Argentina desafios macroeconómicos 2021 banco CMF

Aún en contextos complejos, el mercado siempre ofrece oportunidades para quienes pueden realizar una buena lectura de la coyuntura económica. Este año electoral no es la excepción y trae consigo desafíos que pueden brindar interesantes resultados, siempre que se haga un riguroso análisis y seguimiento de las variables, en busca de resguardar activos y generar oportunidades. 

En el contexto actual, el Gobierno espera acotar lo máximo posible la evolución del tipo de cambio y, para ello, el Ministro de Economía estableció una pauta de $102,4 para diciembre. Parece un número desafiante, sin embargo, al menos es esperable que hasta las elecciones el dólar se pueda mantener contenido y en línea con ese objetivo. 

Esto sucede por una serie de razones, como por ejemplo, la absorción de pesos del BCRA a través de los bonos; se estima que desde octubre dicho organismo sacó del mercado más de $100 mil millones por esta vía. Además, el valor de la soja en más de 500 USD/Ton promete traer un incremento de exportaciones por USD 8 mil millones. Un tercer factor es el impuesto a las grandes fortunas, donde la recaudación estimada de $420 mil millones constituye una ayuda fiscal extra para acotar el déficit primario. Adicionalmente, la posible postergación de los pagos al Club de París (aproximadamente USD 2.400 millones) constituye un alivio para las bajas reservas del BCRA.

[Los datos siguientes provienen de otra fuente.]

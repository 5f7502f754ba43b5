use std::io::BufRead;

use serde::{Deserialize, Serialize};

use crate::domain::CustomerRecord;
use crate::errors::AppError;

pub const FORMAT_NAME: &str = "rusty-customers";
pub const FORMAT_VERSION: u32 = 1;
const TXT_HEADER: &str = "# rusty-customers txt v1";

#[derive(Debug, Serialize, Deserialize, PartialEq)]
struct FileHeader {
    format: String,
    version: u32,
}

impl FileHeader {
    fn current() -> Self {
        Self {
            format: FORMAT_NAME.to_string(),
            version: FORMAT_VERSION,
        }
    }

    fn check(&self) -> Result<(), AppError> {
        if self.format != FORMAT_NAME {
            return Err(AppError::Corrupt(format!(
                "unexpected format '{}'",
                self.format
            )));
        }
        if self.version != FORMAT_VERSION {
            return Err(AppError::Corrupt(format!(
                "unsupported format version {} (expected {})",
                self.version, FORMAT_VERSION
            )));
        }
        Ok(())
    }
}

fn corrupt_at(line_no: usize, reason: impl std::fmt::Display) -> AppError {
    AppError::Corrupt(format!("line {}: {}", line_no, reason))
}

/// Reads one `\n` terminated line. `Ok(None)` is a clean end of stream; a
/// final line without its terminator is a truncated write.
fn next_line<R: BufRead>(
    reader: &mut R,
    buf: &mut String,
    line_no: &mut usize,
) -> Result<Option<String>, AppError> {
    buf.clear();
    if reader.read_line(buf)? == 0 {
        return Ok(None);
    }
    *line_no += 1;

    match buf.strip_suffix('\n') {
        Some(line) => Ok(Some(line.strip_suffix('\r').unwrap_or(line).to_string())),
        None => Err(corrupt_at(*line_no, "truncated record")),
    }
}

// JSON LINES

pub fn serialize_customers_to_json_lines(customers: &[CustomerRecord]) -> Result<String, AppError> {
    let mut data = serde_json::to_string(&FileHeader::current())?;
    data.push('\n');

    for customer in customers {
        data.push_str(&serde_json::to_string(customer)?);
        data.push('\n');
    }
    Ok(data)
}

pub fn deserialize_customers_from_json_lines<R: BufRead>(
    mut reader: R,
) -> Result<Vec<CustomerRecord>, AppError> {
    let mut customers = Vec::new();
    let mut buf = String::new();
    let mut line_no = 0;

    // A zero-byte file is a freshly created store
    let Some(header) = next_line(&mut reader, &mut buf, &mut line_no)? else {
        return Ok(customers);
    };
    let header: FileHeader =
        serde_json::from_str(&header).map_err(|e| corrupt_at(line_no, e))?;
    header.check()?;

    while let Some(line) = next_line(&mut reader, &mut buf, &mut line_no)? {
        let customer: CustomerRecord =
            serde_json::from_str(&line).map_err(|e| corrupt_at(line_no, e))?;
        customers.push(customer);
    }

    Ok(customers)
}

// TXT BLOCKS

pub fn serialize_customers_to_txt(customers: &[CustomerRecord]) -> String {
    let mut data = String::from(TXT_HEADER);
    data.push('\n');

    for customer in customers {
        let ser_customer = format!(
            "{{\n\
            id={}\n\
            name={}\n\
            phone={}\n\
            email={}\n\
            postal_code={}\n\
            }}\n",
            customer.id(),
            escape(customer.name()),
            escape(customer.phone()),
            escape(customer.email()),
            escape(customer.postal_code())
        );

        data.push_str(&ser_customer);
    }
    data
}

#[derive(Default)]
struct PartialCustomer {
    id: Option<i32>,
    name: Option<String>,
    phone: Option<String>,
    email: Option<String>,
    postal_code: Option<String>,
}

impl PartialCustomer {
    fn set(&mut self, key: &str, value: &str, line_no: usize) -> Result<(), AppError> {
        let slot = match key {
            "id" => {
                if self.id.is_some() {
                    return Err(corrupt_at(line_no, "field 'id' repeated"));
                }
                let id = value
                    .parse::<i32>()
                    .map_err(|e| corrupt_at(line_no, format!("bad id: {}", e)))?;
                self.id = Some(id);
                return Ok(());
            }
            "name" => &mut self.name,
            "phone" => &mut self.phone,
            "email" => &mut self.email,
            "postal_code" => &mut self.postal_code,
            other => return Err(corrupt_at(line_no, format!("unknown field '{}'", other))),
        };

        if slot.is_some() {
            return Err(corrupt_at(line_no, format!("field '{}' repeated", key)));
        }
        *slot = Some(unescape(value, line_no)?);
        Ok(())
    }

    fn finish(self, line_no: usize) -> Result<CustomerRecord, AppError> {
        match self {
            PartialCustomer {
                id: Some(id),
                name: Some(name),
                phone: Some(phone),
                email: Some(email),
                postal_code: Some(postal_code),
            } => Ok(CustomerRecord::new(id, name, phone, email, postal_code)),
            _ => Err(corrupt_at(line_no, "record is missing fields")),
        }
    }
}

pub fn deserialize_customers_from_txt_buffer<R: BufRead>(
    mut reader: R,
) -> Result<Vec<CustomerRecord>, AppError> {
    let mut customers = Vec::new();
    let mut buf = String::new();
    let mut line_no = 0;

    let Some(header) = next_line(&mut reader, &mut buf, &mut line_no)? else {
        return Ok(customers);
    };
    if header != TXT_HEADER {
        return Err(corrupt_at(line_no, "missing or unsupported txt header"));
    }

    let mut current: Option<PartialCustomer> = None;

    while let Some(line) = next_line(&mut reader, &mut buf, &mut line_no)? {
        match current.take() {
            // Start of a new customer block
            None if line == "{" => current = Some(PartialCustomer::default()),
            None => return Err(corrupt_at(line_no, "expected '{'")),
            // End of a customer block
            Some(partial) if line == "}" => customers.push(partial.finish(line_no)?),
            Some(mut partial) => {
                let Some((key, value)) = line.split_once('=') else {
                    return Err(corrupt_at(line_no, "expected key=value"));
                };
                partial.set(key, value, line_no)?;
                current = Some(partial);
            }
        }
    }

    if current.is_some() {
        return Err(corrupt_at(line_no, "file ends inside a record"));
    }

    Ok(customers)
}

fn escape(value: &str) -> String {
    let mut escaped = String::with_capacity(value.len());
    for c in value.chars() {
        match c {
            '\\' => escaped.push_str("\\\\"),
            '\n' => escaped.push_str("\\n"),
            '\r' => escaped.push_str("\\r"),
            _ => escaped.push(c),
        }
    }
    escaped
}

fn unescape(value: &str, line_no: usize) -> Result<String, AppError> {
    let mut unescaped = String::with_capacity(value.len());
    let mut chars = value.chars();

    while let Some(c) = chars.next() {
        if c != '\\' {
            unescaped.push(c);
            continue;
        }
        match chars.next() {
            Some('\\') => unescaped.push('\\'),
            Some('n') => unescaped.push('\n'),
            Some('r') => unescaped.push('\r'),
            _ => return Err(corrupt_at(line_no, "bad escape sequence")),
        }
    }
    Ok(unescaped)
}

Estas circunstancias cambiarán posteriormente a las elecciones, según marca la historia de nuestro país. Recién entonces, comenzarán a alinearse las distintas variables, afectadas también por motivos estacionales en Argentina, con mayores desequilibrios acumulados (mayor déficit, y monetización del mismo, entre otras).

En cuanto a la inflación, se espera que se ubique levemente por encima del 43%, siendo otra variable clave que el Gobierno que buscará acotar en este año electoral. Si bien cuando comenzó el año las expectativas eran mayores, a medida que se fue configurando el escenario con un dólar más contenido, menores aumentos tarifarios y acuerdos salariales en torno al 30% (o algo más), las expectativas de inflación fueron cayendo. De todos modos, un 40% sigue siendo un alto nivel, donde intervienen la inercia inflacionaria que el país lleva hace varios años, la emisión monetaria, y un cepo muy rígido, que produce que algunos importadores hagan un “priceo”, considerando los dólares financieros y no el dólar oficial.

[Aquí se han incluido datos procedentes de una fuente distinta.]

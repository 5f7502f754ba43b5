use rusty_customers::prelude::run_app;
use std::process::exit;

fn main() {
    if let Err(e) = run_app() {
        eprintln!("{}", e);
        exit(1);
    }
}
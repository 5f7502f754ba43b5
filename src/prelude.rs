pub use crate::cli::{command, run_app};
pub use crate::config::StorageConfig;
pub use crate::domain::{
    ChangeNotifier, ChangeObserver, CustomerFields, CustomerRecord, RecordStore,
    customer::{self, ValidationReq},
    manager::{self, CustomerDataManager, ImportSummary},
};
pub use crate::errors::AppError;
pub use crate::storage::{
    self, CustomerStore, StorageMediums,
    gateway::{GatewayState, PersistenceGateway},
    stores,
};
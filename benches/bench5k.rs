use criterion::{BatchSize, Criterion, criterion_group, criterion_main};
use std::hint::black_box;

use rusty_customers::prelude::{
    CustomerFields, CustomerRecord, CustomerStore, RecordStore,
    stores::{JsonStorage, TxtStorage},
};
use tempfile::tempdir;

fn customers(n: i32) -> Vec<CustomerRecord> {
    (0..n)
        .map(|i| {
            CustomerRecord::new(
                i,
                format!("User{i}"),
                "08885499529",
                format!("user{i}@yahoo.com"),
                "M9A 4Y1",
            )
        })
        .collect()
}

// Store prepopulated with `n` customers, no disk involved.
fn make_store_with_n(n: i32) -> RecordStore {
    let mut store = RecordStore::new();
    for record in customers(n).into_iter().rev() {
        let _ = store.add(record);
    }
    store
}

fn bench_add(c: &mut Criterion) {
    c.bench_function("Adding to 5k customers (single add)", |b| {
        b.iter_batched(
            || make_store_with_n(5_000),
            |mut store| {
                let _ = store.add(CustomerRecord::new(
                    9_999_999,
                    "Zoe",
                    "08885499529",
                    "zoe@gmail.com",
                    "11111",
                ));
                black_box(store.len());
            },
            BatchSize::SmallInput,
        );
    });
}

fn bench_edit(c: &mut Criterion) {
    c.bench_function("Editing 5k customers (single edit)", |b| {
        let mut store = make_store_with_n(5_000);
        let fields = CustomerFields::new("User100-edited", "08885499529", "e@yahoo.com", "22222");
        b.iter(|| {
            let index = store.edit(100, fields.clone());
            black_box(index.ok());
        });
    });
}

fn bench_lookup(c: &mut Criterion) {
    c.bench_function("Looking up by ID in 5k customers", |b| {
        let store = make_store_with_n(5_000);
        b.iter(|| black_box(store.get_by_id(black_box(4_321))));
    });
}

fn bench_save_json(c: &mut Criterion) {
    c.bench_function("save_5k_json_customers", |b| {
        let records = customers(5_000);
        b.iter_batched(
            || {
                let dir = tempdir().expect("create temp dir");
                (JsonStorage::new(dir.path().join("customers.jsonl")), dir)
            },
            |(storage, _dir)| {
                black_box(storage.save(&records).is_ok());
            },
            BatchSize::SmallInput,
        );
    });
}

fn bench_read_json(c: &mut Criterion) {
    c.bench_function("read_5k_json_customers", |b| {
        let dir = tempdir().expect("create temp dir");
        let storage = JsonStorage::new(dir.path().join("customers.jsonl"));
        storage.save(&customers(5_000)).expect("setup save failed");
        b.iter(|| black_box(storage.load().map(|records| records.len()).ok()));
    });
}

fn bench_read_txt(c: &mut Criterion) {
    c.bench_function("read_5k_txt_customers", |b| {
        let dir = tempdir().expect("create temp dir");
        let storage = TxtStorage::new(dir.path().join("customers.txt"));
        storage.save(&customers(5_000)).expect("setup save failed");
        b.iter(|| black_box(storage.load().map(|records| records.len()).ok()));
    });
}

fn configure() -> Criterion {
    Criterion::default()
    // .sample_size(10)
}

criterion_group! {
    name = benches;
    config = configure();
    targets = bench_add, bench_edit, bench_lookup, bench_save_json, bench_read_json, bench_read_txt
}
criterion_main!(benches);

Respecto a la actividad económica, se espera un rebote del 7% del PBI tras el desplome de casi el 10% durante el año pasado. Básicamente, 6pp del 7% se estiman derivados del denominado arrastre estadístico, producto de la salida de la cuarentena. El principal riesgo para esta variable es una vuelta a una cuarentena estricta, que afectaría seriamente el nivel de actividad y a las demás variables mencionadas, tal como ocurrió el año pasado.